• **Aim of the task**
Write out the complete data exactly as written.

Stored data
===

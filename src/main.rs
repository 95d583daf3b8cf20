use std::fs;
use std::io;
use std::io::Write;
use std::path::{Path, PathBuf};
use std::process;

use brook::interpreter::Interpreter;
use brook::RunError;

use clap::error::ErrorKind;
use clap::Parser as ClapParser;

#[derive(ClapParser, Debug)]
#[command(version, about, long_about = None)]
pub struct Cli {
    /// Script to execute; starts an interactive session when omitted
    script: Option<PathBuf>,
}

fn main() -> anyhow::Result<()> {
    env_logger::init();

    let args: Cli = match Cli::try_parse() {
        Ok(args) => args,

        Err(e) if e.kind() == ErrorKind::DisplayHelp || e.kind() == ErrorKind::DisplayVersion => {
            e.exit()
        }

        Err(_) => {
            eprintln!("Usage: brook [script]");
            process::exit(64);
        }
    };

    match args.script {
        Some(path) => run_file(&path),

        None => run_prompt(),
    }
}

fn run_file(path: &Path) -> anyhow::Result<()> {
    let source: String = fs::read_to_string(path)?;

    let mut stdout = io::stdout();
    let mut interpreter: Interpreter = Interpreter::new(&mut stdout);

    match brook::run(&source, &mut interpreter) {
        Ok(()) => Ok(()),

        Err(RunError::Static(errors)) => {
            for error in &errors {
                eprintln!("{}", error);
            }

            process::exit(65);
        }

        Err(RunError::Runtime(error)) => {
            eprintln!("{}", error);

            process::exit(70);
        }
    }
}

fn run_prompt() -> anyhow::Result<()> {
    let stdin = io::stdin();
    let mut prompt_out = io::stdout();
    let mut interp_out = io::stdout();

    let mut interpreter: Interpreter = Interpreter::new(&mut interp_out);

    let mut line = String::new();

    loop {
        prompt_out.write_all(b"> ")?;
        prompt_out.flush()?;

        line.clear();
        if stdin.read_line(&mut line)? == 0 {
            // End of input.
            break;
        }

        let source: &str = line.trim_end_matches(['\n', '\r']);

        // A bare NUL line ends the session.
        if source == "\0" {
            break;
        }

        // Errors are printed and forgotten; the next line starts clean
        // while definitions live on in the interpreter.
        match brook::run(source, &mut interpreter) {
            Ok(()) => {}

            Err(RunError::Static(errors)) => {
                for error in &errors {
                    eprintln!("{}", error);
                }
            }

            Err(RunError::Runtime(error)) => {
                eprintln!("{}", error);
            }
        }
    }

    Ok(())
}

===

• **Task solution**
filename src/main.rs
repository 95d583daf3b8cf20
use std::fs;
use std::io;
use std::io::Write;
use std::path::{Path, PathBuf};
use std::process;

use brook::interpreter::Interpreter;
use brook::RunError;

use clap::error::ErrorKind;
use clap::Parser as ClapParser;

#[derive(ClapParser, Debug)]
#[command(version, about, long_about = None)]
pub struct Cli {
    /// Script to execute; starts an interactive session when omitted
    script: Option<PathBuf>,
}

fn main() -> anyhow::Result<()> {
    env_logger::init();

    let args: Cli = match Cli::try_parse() {
        Ok(args) => args,

        Err(e) if e.kind() == ErrorKind::DisplayHelp || e.kind() == ErrorKind::DisplayVersion => {
            e.exit()
        }

        Err(_) => {
            eprintln!("Usage: brook [script]");
            process::exit(64);
        }
    };

    match args.script {
        Some(path) => run_file(&path),

        None => run_prompt(),
    }
}

fn run_file(path: &Path) -> anyhow::Result<()> {
    let source: String = fs::read_to_string(path)?;

    let mut stdout = io::stdout();
    let mut interpreter: Interpreter = Interpreter::new(&mut stdout);

    match brook::run(&source, &mut interpreter) {
        Ok(()) => Ok(()),

        Err(RunError::Static(errors)) => {
            for error in &errors {
                eprintln!("{}", error);
            }

            process::exit(65);
        }

        Err(RunError::Runtime(error)) => {
            eprintln!("{}", error);

            process::exit(70);
        }
    }
}

fn run_prompt() -> anyhow::Result<()> {
    let stdin = io::stdin();
    let mut prompt_out = io::stdout();
    let mut interp_out = io::stdout();

    let mut interpreter: Interpreter = Interpreter::new(&mut interp_out);

    let mut line = String::new();

    loop {
        prompt_out.write_all(b"> ")?;
        prompt_out.flush()?;

        line.clear();
        if stdin.read_line(&mut line)? == 0 {
            // End of input.
            break;
        }

        let source: &str = line.trim_end_matches(['\n', '\r']);

        // A bare NUL line ends the session.
        if source == "\0" {
            break;
        }

        // Errors are printed and forgotten; the next line starts clean
        // while definitions live on in the interpreter.
        match brook::run(source, &mut interpreter) {
            Ok(()) => {}

            Err(RunError::Static(errors)) => {
                for error in &errors {
                    eprintln!("{}", error);
                }
            }

            Err(RunError::Runtime(error)) => {
                eprintln!("{}", error);
            }
        }
    }

    Ok(())
}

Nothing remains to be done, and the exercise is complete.